Der hat sich am Konto seiner im Altenheim lebenden und geschäftsunfähigen Mutter bedient. Das hätte der 48 Jahre alte Mann aus der Verbandsgemeinde Kröv-Bausendorf nicht tun dürfen, obwohl er eine Vorsorgevollmacht hat (unten stehender Bericht).
Glaubhaft kann er der Richterin und dem Staatsanwalt am Wittlicher Amtsgericht vermitteln, dass er seiner Mutter nicht schaden wollte und auch nicht geschadet habe.
Er habe sie jahrelang, als er noch verhältnismäßig gut verdiente, finanziell unterstützt und viel Geld in das ihr gehörende Haus gesteckt, betont Verteidiger Stefan Maßem.
Das Haus wurde schließlich für 33 000 Euro verkauft. Nachdem Darlehenskosten, Gebühren und vom Kreis vorgestreckte Kosten für die Unterbringung der Frau im Altenheim abgezogen waren, blieben 19 000 Euro übrig. Sie flossen auf ihr Konto.

Mehrfache Abbuchungen


In dieser Zeit ging es ihrem Sohn finanziell und privat auch nicht mehr gut. In seinem neuen Job als Versicherungsmakler auf Honorarbasis schlug und schlägt er sich mehr schlecht als recht durchs Leben und verdient nach eigenen Angaben nur ein paar Hundert Euro pro Monat.
Deshalb hat er sich mehrfach am Konto seiner Mutter bedient.

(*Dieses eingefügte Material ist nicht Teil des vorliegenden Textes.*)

//! Supervisor configuration.
//!
//! Loaded from YAML. Every field has a default, so an empty document is a
//! valid configuration. Durations are written as `250ms`, `30s`, `5m` or
//! `6h`; a zero interval disables the corresponding timer.
//!
//! ```yaml
//! server:
//!   install_dir: PalServer
//! auto_live: true
//! reboot_interval: 6h
//! backup_interval: 30m
//! ```

use anyhow::{Context, Result};
use serde::{Deserialize, Serialize};
use std::path::{Path, PathBuf};
use std::time::Duration;

mod validation;

/// Top-level supervisor configuration.
#[derive(Debug, Clone, Serialize, Deserialize)]
pub struct SupervisorConfig {
    /// Install location and launch arguments.
    #[serde(default)]
    pub server: ServerConfig,

    /// Restart the server after every exit, without asking.
    #[serde(default)]
    pub auto_live: bool,

    /// Reboot the server this often. Zero disables.
    #[serde(default = "default_zero", with = "duration_serde")]
    pub reboot_interval: Duration,

    /// Back up save data this often. Zero disables.
    #[serde(default = "default_zero", with = "duration_serde")]
    pub backup_interval: Duration,

    /// Take a backup before every shutdown, scheduled reboots included.
    #[serde(default)]
    pub backup_on_shutdown: bool,

    /// Directory that receives the timestamped archives.
    #[serde(default = "default_backup_dir")]
    pub backup_dir: PathBuf,

    /// Remote administrative channel.
    #[serde(default)]
    pub remote: RemoteConfig,

    /// Shutdown timings.
    #[serde(default)]
    pub shutdown: ShutdownConfig,

    /// Delay between spawning the server and the first remote connect.
    #[serde(default = "default_startup_grace", with = "duration_serde")]
    pub startup_grace: Duration,

    /// Delay before an automatic restart.
    #[serde(default = "default_restart_delay", with = "duration_serde")]
    pub restart_delay: Duration,

    /// Resource sampling interval.
    #[serde(default = "default_sampler_interval", with = "duration_serde")]
    pub sampler_interval: Duration,

    /// Log a status line this often. Zero disables.
    #[serde(default = "default_status_interval", with = "duration_serde")]
    pub status_interval: Duration,

    /// Default log filter when `RUST_LOG` is unset.
    #[serde(default = "default_log_level")]
    pub log_level: String,
}

/// Where the server lives and how it is launched.
#[derive(Debug, Clone, Serialize, Deserialize)]
pub struct ServerConfig {
    /// Server installation root, created on startup.
    #[serde(default = "default_install_dir")]
    pub install_dir: PathBuf,

    /// Relative to `install_dir`.
    #[serde(default = "default_executable")]
    pub executable: PathBuf,

    /// Arguments passed to the server binary.
    #[serde(default = "default_args")]
    pub args: Vec<String>,

    /// Save-data directory, relative to `install_dir`.
    #[serde(default = "default_save_dir")]
    pub save_dir: PathBuf,

    /// The server's own settings file, relative to `install_dir`.
    #[serde(default = "default_settings_file")]
    pub settings_file: PathBuf,
}

/// Connection settings for the remote administrative channel.
#[derive(Debug, Clone, Serialize, Deserialize)]
pub struct RemoteConfig {
    /// Host the server's console listens on.
    #[serde(default = "default_remote_host")]
    pub host: String,

    /// Overrides the port from the server settings file.
    #[serde(default, skip_serializing_if = "Option::is_none")]
    pub port: Option<u16>,

    /// Handshake attempts after every start.
    #[serde(default = "default_connect_attempts")]
    pub connect_attempts: u32,

    /// Pause between handshake attempts.
    #[serde(default = "default_retry_delay", with = "duration_serde")]
    pub retry_delay: Duration,
}

/// How the server is brought down.
#[derive(Debug, Clone, Serialize, Deserialize)]
pub struct ShutdownConfig {
    /// Length of the graceful countdown announced to players.
    #[serde(default = "default_shutdown_wait", with = "duration_serde")]
    pub wait: Duration,

    /// Wait before killing when no remote channel is available.
    #[serde(default = "default_forced_stop_timeout", with = "duration_serde")]
    pub forced_stop_timeout: Duration,

    /// How long the server may take to exit once the countdown is over.
    #[serde(default = "default_exit_grace", with = "duration_serde")]
    pub exit_grace: Duration,
}

impl SupervisorConfig {
    /// Load configuration from a YAML file
    pub fn load_from_file<P: AsRef<Path>>(path: P) -> Result<Self> {
        let content = std::fs::read_to_string(&path)
            .with_context(|| format!("Failed to read config file: {}", path.as_ref().display()))?;

        Self::load_from_string(&content)
    }

    /// Load configuration from a YAML string
    pub fn load_from_string(content: &str) -> Result<Self> {
        let config: SupervisorConfig =
            serde_yaml::from_str(content).context("Failed to parse YAML configuration")?;

        config.validate()?;
        Ok(config)
    }

    /// Check value ranges. Called by the loaders and by
    /// [`SupervisorBuilder::build`](crate::SupervisorBuilder::build).
    pub fn validate(&self) -> Result<()> {
        validation::validate_config(self)
    }

    /// Server binary inside the install directory.
    pub fn executable_path(&self) -> PathBuf {
        self.server.install_dir.join(&self.server.executable)
    }

    /// Save-data directory that backups archive.
    pub fn save_path(&self) -> PathBuf {
        self.server.install_dir.join(&self.server.save_dir)
    }

    /// The server's settings file.
    pub fn settings_path(&self) -> PathBuf {
        self.server.install_dir.join(&self.server.settings_file)
    }
}

impl Default for SupervisorConfig {
    fn default() -> Self {
        Self {
            server: ServerConfig::default(),
            auto_live: false,
            reboot_interval: default_zero(),
            backup_interval: default_zero(),
            backup_on_shutdown: false,
            backup_dir: default_backup_dir(),
            remote: RemoteConfig::default(),
            shutdown: ShutdownConfig::default(),
            startup_grace: default_startup_grace(),
            restart_delay: default_restart_delay(),
            sampler_interval: default_sampler_interval(),
            status_interval: default_status_interval(),
            log_level: default_log_level(),
        }
    }
}

impl Default for ServerConfig {
    fn default() -> Self {
        Self {
            install_dir: default_install_dir(),
            executable: default_executable(),
            args: default_args(),
            save_dir: default_save_dir(),
            settings_file: default_settings_file(),
        }
    }
}

impl Default for RemoteConfig {
    fn default() -> Self {
        Self {
            host: default_remote_host(),
            port: None,
            connect_attempts: default_connect_attempts(),
            retry_delay: default_retry_delay(),
        }
    }
}

impl Default for ShutdownConfig {
    fn default() -> Self {
        Self {
            wait: default_shutdown_wait(),
            forced_stop_timeout: default_forced_stop_timeout(),
            exit_grace: default_exit_grace(),
        }
    }
}

// Default value functions
fn default_zero() -> Duration {
    Duration::ZERO
}

fn default_backup_dir() -> PathBuf {
    PathBuf::from("BackupSaved")
}

fn default_install_dir() -> PathBuf {
    PathBuf::from("PalServer")
}

fn default_executable() -> PathBuf {
    PathBuf::from("Pal/Binaries/Win64/PalServer-Win64-Test-Cmd.exe")
}

fn default_args() -> Vec<String> {
    vec![
        "-useperfthreads".to_string(),
        "-NoAsyncLoadingThread".to_string(),
        "-UseMultithreadForDS".to_string(),
    ]
}

fn default_save_dir() -> PathBuf {
    PathBuf::from("Pal/Saved")
}

fn default_settings_file() -> PathBuf {
    PathBuf::from("Pal/Saved/Config/WindowsServer/PalWorldSettings.ini")
}

fn default_remote_host() -> String {
    "127.0.0.1".to_string()
}

fn default_connect_attempts() -> u32 {
    gsv_remote::DEFAULT_CONNECT_ATTEMPTS
}

fn default_retry_delay() -> Duration {
    gsv_remote::DEFAULT_RETRY_DELAY
}

fn default_shutdown_wait() -> Duration {
    Duration::from_secs(30)
}

fn default_forced_stop_timeout() -> Duration {
    Duration::from_secs(5)
}

fn default_exit_grace() -> Duration {
    Duration::from_secs(30)
}

fn default_startup_grace() -> Duration {
    Duration::from_secs(1)
}

fn default_restart_delay() -> Duration {
    Duration::from_secs(1)
}

fn default_sampler_interval() -> Duration {
    gsv_resource_monitor::DEFAULT_SAMPLE_INTERVAL
}

fn default_status_interval() -> Duration {
    Duration::from_secs(60)
}

fn default_log_level() -> String {
    "info".to_string()
}

/// `"500ms"`, `"30s"`, `"5m"` or `"6h"`.
mod duration_serde {
    use serde::{Deserialize, Deserializer, Serializer};
    use std::time::Duration;

    pub fn serialize<S>(duration: &Duration, serializer: S) -> Result<S::Ok, S::Error>
    where
        S: Serializer,
    {
        if duration.subsec_millis() != 0 {
            serializer.serialize_str(&format!("{}ms", duration.as_millis()))
        } else {
            serializer.serialize_str(&format!("{}s", duration.as_secs()))
        }
    }

    pub fn deserialize<'de, D>(deserializer: D) -> Result<Duration, D::Error>
    where
        D: Deserializer<'de>,
    {
        let s = String::deserialize(deserializer)?;
        parse_duration(&s).map_err(serde::de::Error::custom)
    }

    /// Parse `<n>ms`, `<n>s`, `<n>m` or `<n>h`.
    pub(super) fn parse_duration(s: &str) -> Result<Duration, String> {
        let s = s.trim();
        let number = |suffix_len: usize| -> Result<u64, String> {
            s[..s.len() - suffix_len]
                .trim()
                .parse()
                .map_err(|_| format!("Invalid duration: {}", s))
        };

        let scaled = |factor: u64| -> Result<Duration, String> {
            number(1)?
                .checked_mul(factor)
                .map(Duration::from_secs)
                .ok_or_else(|| format!("Duration out of range: {}", s))
        };

        // Check for "ms" BEFORE "s" since "ms" ends with 's'
        if s.ends_with("ms") {
            Ok(Duration::from_millis(number(2)?))
        } else if s.ends_with('s') {
            scaled(1)
        } else if s.ends_with('m') {
            scaled(60)
        } else if s.ends_with('h') {
            scaled(3600)
        } else {
            Err(format!("Duration must end with 'ms', 's', 'm' or 'h': {}", s))
        }
    }
}

#[cfg(test)]
mod tests {
    use super::*;
    use std::io::Write;
    use tempfile::NamedTempFile;

    #[test]
    fn test_empty_config_yields_defaults() {
        let config = SupervisorConfig::load_from_string("{}").unwrap();

        assert_eq!(config.server.install_dir, PathBuf::from("PalServer"));
        assert_eq!(config.server.args.len(), 3);
        assert!(!config.auto_live);
        assert_eq!(config.reboot_interval, Duration::ZERO);
        assert_eq!(config.backup_dir, PathBuf::from("BackupSaved"));
        assert_eq!(config.remote.connect_attempts, 5);
        assert_eq!(config.remote.retry_delay, Duration::from_secs(3));
        assert_eq!(config.shutdown.wait, Duration::from_secs(30));
        assert_eq!(config.startup_grace, Duration::from_secs(1));
        assert_eq!(config.sampler_interval, Duration::from_millis(1000));
        assert_eq!(config.log_level, "info");
    }

    #[test]
    fn test_full_config() {
        let yaml = r#"
server:
  install_dir: "/srv/palworld"
  executable: "PalServer.sh"
  args: ["-port=8211"]
auto_live: true
reboot_interval: "6h"
backup_interval: "30m"
backup_on_shutdown: true
backup_dir: "/srv/backups"
remote:
  port: 25576
  connect_attempts: 3
  retry_delay: "500ms"
shutdown:
  wait: "10s"
status_interval: "0s"
log_level: "debug"
"#;
        let config = SupervisorConfig::load_from_string(yaml).unwrap();

        assert!(config.auto_live);
        assert_eq!(config.reboot_interval, Duration::from_secs(6 * 3600));
        assert_eq!(config.backup_interval, Duration::from_secs(1800));
        assert_eq!(config.remote.port, Some(25576));
        assert_eq!(config.remote.retry_delay, Duration::from_millis(500));
        assert_eq!(config.shutdown.wait, Duration::from_secs(10));
        assert_eq!(config.shutdown.exit_grace, Duration::from_secs(30));
        assert_eq!(config.status_interval, Duration::ZERO);
        assert_eq!(
            config.executable_path(),
            PathBuf::from("/srv/palworld/PalServer.sh")
        );
        assert_eq!(config.save_path(), PathBuf::from("/srv/palworld/Pal/Saved"));
    }

    #[test]
    fn test_load_from_file() {
        let mut file = NamedTempFile::new().unwrap();
        writeln!(file, "auto_live: true").unwrap();

        let config = SupervisorConfig::load_from_file(file.path()).unwrap();
        assert!(config.auto_live);
    }

    #[test]
    fn test_shipped_config_parses() {
        let config =
            SupervisorConfig::load_from_string(include_str!("../../../../config/supervisor.yaml")).unwrap();
        assert_eq!(config.reboot_interval, Duration::from_secs(6 * 3600));
        assert_eq!(config.backup_interval, Duration::from_secs(30 * 60));
        assert!(config.backup_on_shutdown);
        assert_eq!(config.remote.port, None);
    }

    #[test]
    fn test_missing_file_is_reported() {
        let err = SupervisorConfig::load_from_file("/no/such/supervisor.yaml").unwrap_err();
        assert!(err.to_string().contains("Failed to read config file"));
    }

    #[test]
    fn test_bad_duration_rejected() {
        let err = SupervisorConfig::load_from_string("reboot_interval: \"soon\"").unwrap_err();
        assert!(format!("{:#}", err).contains("Duration must end with"));
    }

    #[test]
    fn test_parse_duration_units() {
        use duration_serde::parse_duration;
        assert_eq!(parse_duration("250ms").unwrap(), Duration::from_millis(250));
        assert_eq!(parse_duration("45s").unwrap(), Duration::from_secs(45));
        assert_eq!(parse_duration("2m").unwrap(), Duration::from_secs(120));
        assert_eq!(parse_duration("1h").unwrap(), Duration::from_secs(3600));
        assert!(parse_duration("ms").is_err());
        assert!(parse_duration("12").is_err());
        assert!(parse_duration("18446744073709551615h").is_err());
        assert!(parse_duration("307445734561825861m").is_err());
        assert_eq!(
            parse_duration("18446744073709551615s").unwrap(),
            Duration::from_secs(u64::MAX)
        );
    }

    #[test]
    fn test_durations_round_trip_through_yaml() {
        let mut config = SupervisorConfig::default();
        config.sampler_interval = Duration::from_millis(1500);
        config.backup_interval = Duration::from_secs(600);

        let yaml = serde_yaml::to_string(&config).unwrap();
        let back = SupervisorConfig::load_from_string(&yaml).unwrap();
        assert_eq!(back.sampler_interval, Duration::from_millis(1500));
        assert_eq!(back.backup_interval, Duration::from_secs(600));
    }
}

Mal hob er etwas ab, dann zahlte er wieder etwas ein. Einen Teil des Geldes, auch aus dem Erlös seines eigenen Hauses, trat er an die Kreisverwaltung ab.
Die Behörde trägt, nach Abzug von Rente und Pflegegeld der Mutter, vorläufig die Kosten für die Heimunterbringung. Soweit es ihm möglich ist, zahlt er, in Absprache mit dem Sachbearbeiter, einen Betrag zurück.
"Seine Mutter hätte ihm das Geld auch so gegeben", sagt Verteidiger Maßem und plädiert auf Einstellung des Verfahrens. Es bleibe eine Straftat, weil der Angeklagte das Geld nicht für sich hätte verwenden dürfen, erwidern Staatsanwalt und Richter. Ob seine Mutter ihn strafrechtlich belangt hätte, sei nicht relevant. Eine gewisse Buße müsse deshalb sein.
Die sieht so aus: Der Mann soll in den kommenden sechs Monaten jeweils 100 Euro an die Kreisverwaltung zahlen, auch wenn ihm dies angesichts des geringen Einkommens schwer fallen dürfte. Schafft er dies, dann wird das Verfahren eingestellt.